Jonathan English Calls for Infrastructure Plans

In Bloomberg CityLab, Fellow Jonathan English has written “How U.S. Infrastructure Plans Shrank in Ambition.” In the context of President Biden’s $1.2 trillion Bipartisan Infrastructure Law, he discusses the history of U.S. infrastructure plans, how they have changed over time, and the planning vision we need for the future, concluding:

The U.S. is alone among large countries in its failure to build substantial high-speed rail networks in its densest corridors, leaving crowded airports and highways the only viable alternative. Some metropolitan areas are adding hundreds of thousands of residents every decade, all of whom will be moving on transportation infrastructure built decades ago. Since building new urban highways is just about impossible, we need large-scale transit systems that can swiftly and efficiently move hundreds of thousands of riders a day.
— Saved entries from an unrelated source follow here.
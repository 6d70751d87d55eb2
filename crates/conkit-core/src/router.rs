//! Input routing across independently running components.
//!
//! The router owns the physical [`EventSource`]. A poller thread reads it and
//! forwards every event to the router loop, which pushes it into the bounded
//! queue of the active component. Each component runs [`Component::run`] on
//! its own thread; when the last one returns the router's `run` returns.
//!
//! The first registered component is the active one and stays active. The
//! other components receive no input.

use crate::error::{ConsoleError, ConsoleResult};
use crate::key::Event;
use crate::surface::EventSource;
use crossbeam_channel::{bounded, select, unbounded, Receiver, SendError, Sender};
use log::{debug, error, info, warn};
use std::sync::atomic::{AtomicUsize, Ordering};
use std::sync::Arc;
use std::thread;

/// Default capacity of every component queue
pub const DEFAULT_QUEUE_CAPACITY: usize = 10;

/// Index of the component that receives input
const ACTIVE_COMPONENT: usize = 0;

/// Receiving end of a component's private event queue
#[derive(Debug, Clone)]
pub struct EventQueue {
    receiver: Receiver<Event>,
}

/// Sending end paired with an [`EventQueue`]
#[derive(Debug, Clone)]
pub struct QueueSender {
    sender: Sender<Event>,
}

impl QueueSender {
    /// Blocks while the queue is full
    pub fn send(&self, event: Event) -> Result<(), SendError<Event>> {
        self.sender.send(event)
    }
}

impl EventQueue {
    /// Create a bounded queue holding at most `capacity` pending events
    pub fn channel(capacity: usize) -> (QueueSender, EventQueue) {
        let (sender, receiver) = bounded(capacity);
        (QueueSender { sender }, EventQueue { receiver })
    }

    /// Block for the next event; `None` once every sender is gone
    pub fn poll_event(&self) -> Option<Event> {
        self.receiver.recv().ok()
    }

    /// Next event if one is already queued
    pub fn try_poll_event(&self) -> Option<Event> {
        self.receiver.try_recv().ok()
    }

    pub fn len(&self) -> usize {
        self.receiver.len()
    }

    pub fn is_empty(&self) -> bool {
        self.receiver.is_empty()
    }
}

/// A UI component driven by its own event queue
pub trait Component: Send {
    /// Name used for the component's thread and in errors
    fn name(&self) -> &str {
        "component"
    }

    /// Consume events until done. Returning ends the component.
    fn run(&mut self, queue: &EventQueue) -> ConsoleResult<()>;
}

struct Registration {
    component: Box<dyn Component>,
    sender: QueueSender,
    queue: EventQueue,
}

/// Decrements the live count when a component thread ends, panics included.
/// The last one out signals termination.
struct LiveGuard {
    live: Arc<AtomicUsize>,
    done: Sender<ConsoleResult<()>>,
}

impl Drop for LiveGuard {
    fn drop(&mut self) {
        if self.live.fetch_sub(1, Ordering::AcqRel) == 1 {
            debug!("EventRouter: last component finished");
            let _ = self.done.send(Ok(()));
        }
    }
}

pub struct EventRouter {
    source: Arc<dyn EventSource>,
    registrations: Vec<Registration>,
    queue_capacity: usize,
}

impl EventRouter {
    pub fn new(source: Arc<dyn EventSource>) -> Self {
        Self {
            source,
            registrations: Vec::new(),
            queue_capacity: DEFAULT_QUEUE_CAPACITY,
        }
    }

    /// Capacity of component queues registered after this call. Zero is
    /// raised to one.
    pub fn with_queue_capacity(mut self, capacity: usize) -> Self {
        self.queue_capacity = capacity.max(1);
        self
    }

    pub fn queue_capacity(&self) -> usize {
        self.queue_capacity
    }

    /// Add a component. The first one registered receives all input.
    pub fn register(&mut self, component: impl Component + 'static) -> &mut Self {
        let (sender, queue) = EventQueue::channel(self.queue_capacity);
        debug!(
            "EventRouter: registered '{}' at index {}",
            component.name(),
            self.registrations.len()
        );
        self.registrations.push(Registration {
            component: Box::new(component),
            sender,
            queue,
        });
        self
    }

    /// Number of registered components
    pub fn len(&self) -> usize {
        self.registrations.len()
    }

    pub fn is_empty(&self) -> bool {
        self.registrations.is_empty()
    }

    pub fn active_index(&self) -> usize {
        ACTIVE_COMPONENT
    }

    /// Run every component on its own thread and route input to the active
    /// one. Returns once all components have finished, or with the first
    /// component or input failure.
    pub fn run(self) -> ConsoleResult<()> {
        if self.registrations.is_empty() {
            warn!("EventRouter: run called with no components");
            return Ok(());
        }

        let live = Arc::new(AtomicUsize::new(self.registrations.len()));
        let (done_tx, done_rx) = unbounded::<ConsoleResult<()>>();
        let (input_tx, input_rx) = bounded::<ConsoleResult<Event>>(self.queue_capacity);

        let mut senders = Vec::with_capacity(self.registrations.len());
        let mut handles = Vec::with_capacity(self.registrations.len());
        for (index, registration) in self.registrations.into_iter().enumerate() {
            let Registration {
                mut component,
                sender,
                queue,
            } = registration;
            senders.push(sender);

            let guard = LiveGuard {
                live: Arc::clone(&live),
                done: done_tx.clone(),
            };
            let done = done_tx.clone();
            let name = component.name().to_string();
            let handle = thread::Builder::new()
                .name(format!("conkit-{name}-{index}"))
                .spawn(move || {
                    let _guard = guard;
                    if let Err(e) = component.run(&queue) {
                        error!("EventRouter: component '{name}' failed: {e}");
                        let _ = done.send(Err(ConsoleError::ComponentFailed {
                            name,
                            reason: e.to_string(),
                        }));
                    }
                })
                .map_err(|e| ConsoleError::ThreadError(format!("failed to spawn component: {e}")))?;
            handles.push(handle);
        }
        drop(done_tx);

        let source = Arc::clone(&self.source);
        thread::Builder::new()
            .name("conkit-input".to_string())
            .spawn(move || loop {
                let event = source.poll_event();
                let fatal = event.is_err();
                if input_tx.send(event).is_err() || fatal {
                    break;
                }
            })
            .map_err(|e| ConsoleError::ThreadError(format!("failed to spawn input poller: {e}")))?;

        info!("EventRouter: running {} components", senders.len());
        let active = &senders[ACTIVE_COMPONENT];

        loop {
            select! {
                recv(input_rx) -> message => match message {
                    Ok(Ok(event)) => {
                        if active.send(event).is_err() {
                            warn!("EventRouter: active component has stopped, dropping {event:?}");
                        }
                    }
                    Ok(Err(e)) => {
                        error!("EventRouter: input failed: {e}");
                        return Err(e);
                    }
                    Err(_) => {
                        return Err(ConsoleError::ThreadError("input poller stopped".to_string()));
                    }
                },
                recv(done_rx) -> message => {
                    let result = message.unwrap_or(Ok(()));
                    if result.is_ok() {
                        for handle in handles {
                            if handle.join().is_err() {
                                warn!("EventRouter: a component thread panicked");
                            }
                        }
                        info!("EventRouter: all components finished");
                    }
                    return result;
                }
            }
        }
    }
}
//! Single-line editor drawing directly into a cell surface.
//!
//! The editor owns a rectangle of the surface. It keeps three views in step:
//! the cursor cell, the logical cursor offset into the line, and the cells
//! showing the line. The line starts right after the prompt and wraps at the
//! rectangle's right edge; reaching past the bottom row scrolls the
//! rectangle up by one row.
//!
//! Rows are tracked as signed numbers so that a line taller than the
//! rectangle keeps an exact offset mapping after its first rows have
//! scrolled out. Cells outside the rectangle are never drawn.

use crate::executer::ConsoleWriter;
use crate::surface::{Attribute, Cell, CellSurface, Rect};
use log::{debug, trace};
use std::sync::Arc;

pub struct LineEditor {
    surface: Arc<dyn CellSurface>,
    rect: Rect,
    cursor_x: usize,
    cursor_y: isize,
    /// Row the prompt of the current line was printed on
    prompt_row: isize,
    /// Cells taken by the prompt before the first line character
    prompt_len: usize,
    prompt: Vec<char>,
    line: Vec<char>,
    /// The cursor sits at the left column because the row above filled up
    wrapped: bool,
}

impl LineEditor {
    /// Create an editor with the cursor at the top-left cell of `rect`
    pub fn new(surface: Arc<dyn CellSurface>, rect: Rect) -> Self {
        Self {
            surface,
            rect,
            cursor_x: rect.left,
            cursor_y: rect.top as isize,
            prompt_row: rect.top as isize,
            prompt_len: 0,
            prompt: Vec::new(),
            line: Vec::new(),
            wrapped: false,
        }
    }

    pub fn rect(&self) -> Rect {
        self.rect
    }

    pub fn surface(&self) -> &Arc<dyn CellSurface> {
        &self.surface
    }

    /// The line being edited
    pub fn line(&self) -> String {
        self.line.iter().collect()
    }

    pub fn len(&self) -> usize {
        self.line.len()
    }

    pub fn is_empty(&self) -> bool {
        self.line.is_empty()
    }

    /// Cursor position as (column, row)
    pub fn cursor_cell(&self) -> (usize, isize) {
        (self.cursor_x, self.cursor_y)
    }

    pub fn prompt_row(&self) -> isize {
        self.prompt_row
    }

    fn width(&self) -> usize {
        self.rect.width.max(1)
    }

    /// Cell showing the character at `offset`; `offset == len` is the cell
    /// just past the end of the line.
    pub fn cell_for_offset(&self, offset: usize) -> (usize, isize) {
        let linear = self.prompt_len + offset;
        let x = self.rect.left + linear % self.width();
        let y = self.prompt_row + (linear / self.width()) as isize;
        (x, y)
    }

    /// Logical offset of the cursor into the line, in `[0, len]`
    pub fn cursor_offset(&self) -> usize {
        let offset = self.offset_of_cell(self.cursor_x, self.cursor_y);
        debug_assert!(
            offset >= 0 && offset as usize <= self.line.len(),
            "cursor offset {offset} outside line of length {}",
            self.line.len()
        );
        offset.clamp(0, self.line.len() as isize) as usize
    }

    fn offset_of_cell(&self, x: usize, y: isize) -> isize {
        (y - self.prompt_row) * self.width() as isize + x as isize
            - self.rect.left as isize
            - self.prompt_len as isize
    }

    /// Print the prompt at the start of a fresh row and begin an empty line
    pub fn begin_prompt(&mut self, prompt: &str) {
        if self.cursor_x != self.rect.left {
            self.new_row();
        }
        self.line.clear();
        self.prompt_row = self.cursor_y;
        self.prompt_len = 0;
        self.prompt = prompt.chars().collect();
        for ch in prompt.chars() {
            self.put_char(ch);
        }
        self.prompt_len = self.offset_of_cell(self.cursor_x, self.cursor_y).max(0) as usize;
        self.highlight();
    }

    /// Insert `ch` before `offset`; the cursor ends up just after it
    pub fn insert_at(&mut self, offset: usize, ch: char) {
        debug_assert!(offset <= self.line.len());
        let offset = offset.min(self.line.len());

        self.unhighlight();
        self.line.insert(offset, ch);
        self.scroll_to_row(self.cell_for_offset(self.line.len()).1);
        self.redraw_from(offset);
        self.place_cursor(offset + 1);
    }

    /// Remove the character before `offset`; no-op at the start of the line
    pub fn delete_before(&mut self, offset: usize) {
        debug_assert!(offset <= self.line.len());
        let offset = offset.min(self.line.len());
        if offset == 0 {
            return;
        }

        self.unhighlight();
        self.line.remove(offset - 1);
        self.redraw_from(offset - 1);
        let (x, y) = self.cell_for_offset(self.line.len());
        self.draw(x, y, ' ', Attribute::NORMAL);
        self.place_cursor(offset - 1);
    }

    /// Move the cursor by `delta` characters, clamped to the line
    pub fn move_cursor(&mut self, delta: isize) {
        let current = self.cursor_offset() as isize;
        let target = (current + delta).clamp(0, self.line.len() as isize) as usize;
        if target as isize == current {
            return;
        }
        self.unhighlight();
        self.place_cursor(target);
    }

    pub fn move_to_end(&mut self) {
        let delta = self.line.len() as isize - self.cursor_offset() as isize;
        self.move_cursor(delta);
    }

    /// Blank every cell of the line and leave the cursor after the prompt.
    ///
    /// A prompt that scrolled above the rectangle is reprinted on the top
    /// row so the emptied line starts in view.
    pub fn clear_line(&mut self) {
        self.unhighlight();
        for offset in 0..=self.line.len() {
            let (x, y) = self.cell_for_offset(offset);
            self.draw(x, y, ' ', Attribute::NORMAL);
        }
        self.line.clear();
        if self.prompt_row < self.rect.top as isize {
            self.reanchor();
        }
        self.place_cursor(0);
    }

    fn reanchor(&mut self) {
        self.prompt_row = self.rect.top as isize;
        for linear in 0..self.prompt_len {
            let ch = self.prompt.get(linear).copied().unwrap_or(' ');
            let x = self.rect.left + linear % self.width();
            let y = self.prompt_row + (linear / self.width()) as isize;
            self.draw(x, y, ch, Attribute::NORMAL);
        }
        debug!("LineEditor: prompt reprinted at row {}", self.prompt_row);
    }

    /// Replace the whole line with `text`, cursor at the end
    pub fn replace_line(&mut self, text: &str) {
        self.clear_line();
        self.unhighlight();
        self.line = text.chars().collect();
        self.scroll_to_row(self.cell_for_offset(self.line.len()).1);
        self.redraw_from(0);
        self.place_cursor(self.line.len());
    }

    /// Empty the line and return its text. The cells are left as drawn.
    pub fn take_line(&mut self) -> String {
        let text = self.line.drain(..).collect();
        // The line now starts where the cursor is
        let offset = self.offset_of_cell(self.cursor_x, self.cursor_y);
        self.prompt_len = (self.prompt_len as isize + offset).max(0) as usize;
        text
    }

    /// Terminate the current row and move to the left column of the next
    pub fn new_row(&mut self) {
        self.unhighlight();
        if self.wrapped {
            // Already on a fresh row
            self.wrapped = false;
            return;
        }
        self.cursor_x = self.rect.left;
        self.next_row();
    }

    /// Shift every row of the rectangle up by one and blank the bottom row
    pub fn scroll_down(&mut self) {
        if self.rect.is_empty() {
            return;
        }
        let (surface_width, _) = self.surface.size();
        let cells = self.surface.cell_buffer();

        for y in self.rect.top..self.rect.bottom() {
            for x in self.rect.left..=self.rect.right() {
                let cell = cells
                    .get((y + 1) * surface_width + x)
                    .copied()
                    .unwrap_or(Cell::BLANK);
                self.surface.set_cell(x, y, cell.ch, cell.fg, cell.bg);
            }
        }
        let bottom = self.rect.bottom();
        for x in self.rect.left..=self.rect.right() {
            self.surface
                .set_cell(x, bottom, ' ', Attribute::NORMAL, Attribute::NORMAL);
        }

        self.prompt_row -= 1;
        self.cursor_y -= 1;
        debug!(
            "LineEditor: scrolled, prompt row now {}, cursor row {}",
            self.prompt_row, self.cursor_y
        );
    }

    /// Scroll until `row` is no lower than the bottom of the rectangle
    fn scroll_to_row(&mut self, mut row: isize) {
        if self.rect.is_empty() {
            return;
        }
        while row > self.rect.bottom() as isize {
            self.scroll_down();
            row -= 1;
        }
    }

    fn next_row(&mut self) {
        self.cursor_y += 1;
        if self.cursor_y > self.rect.bottom() as isize {
            self.scroll_down();
        }
    }

    fn put_char(&mut self, ch: char) {
        self.draw(self.cursor_x, self.cursor_y, ch, Attribute::NORMAL);
        self.cursor_x += 1;
        self.wrapped = false;
        if self.cursor_x > self.rect.right() {
            self.cursor_x = self.rect.left;
            self.next_row();
            self.wrapped = true;
        }
    }

    fn redraw_from(&self, offset: usize) {
        for (i, ch) in self.line.iter().enumerate().skip(offset) {
            let (x, y) = self.cell_for_offset(i);
            self.draw(x, y, *ch, Attribute::NORMAL);
        }
    }

    fn place_cursor(&mut self, offset: usize) {
        let (x, y) = self.cell_for_offset(offset);
        let linear = self.prompt_len + offset;
        self.cursor_x = x;
        self.cursor_y = y;
        self.wrapped = linear > 0 && linear % self.width() == 0;
        trace!("LineEditor: cursor at offset {offset} cell ({x}, {y})");
        self.highlight();
    }

    /// Character currently shown at a cell of the line, blank elsewhere
    fn char_at(&self, x: usize, y: isize) -> char {
        let offset = self.offset_of_cell(x, y);
        if offset >= 0 {
            if let Some(ch) = self.line.get(offset as usize) {
                return *ch;
            }
        }
        ' '
    }

    fn highlight(&self) {
        let ch = self.char_at(self.cursor_x, self.cursor_y);
        self.draw(self.cursor_x, self.cursor_y, ch, Attribute::CURSOR);
    }

    fn unhighlight(&self) {
        let ch = self.char_at(self.cursor_x, self.cursor_y);
        self.draw(self.cursor_x, self.cursor_y, ch, Attribute::NORMAL);
    }

    fn draw(&self, x: usize, y: isize, ch: char, fg: Attribute) {
        if y < 0 || !self.rect.contains(x, y as usize) {
            return;
        }
        self.surface.set_cell(x, y as usize, ch, fg, Attribute::NORMAL);
    }
}

impl ConsoleWriter for LineEditor {
    fn write(&mut self, text: &str) {
        self.unhighlight();
        for ch in text.chars() {
            self.put_char(ch);
        }
        self.highlight();
    }

    fn write_line(&mut self, text: &str) {
        self.write(text);
        self.new_row();
        self.highlight();
    }
}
We need a national, reliable network of electric vehicle charging stations, environmental infrastructure to adapt to climate change, and electric grids that can transmit large amounts of renewable energy from areas of surplus generation, like the Great Plains, to areas of high demand like the Northeast and Midwest.

All of these require the kind of large-scale investment and comprehensive planning that has faded away. We must hope that this infrastructure investment is not a one-off, and that future plans successfully balance the two scales—meeting very real large-scale regional and national needs, without sacrificing the communities where people make their home.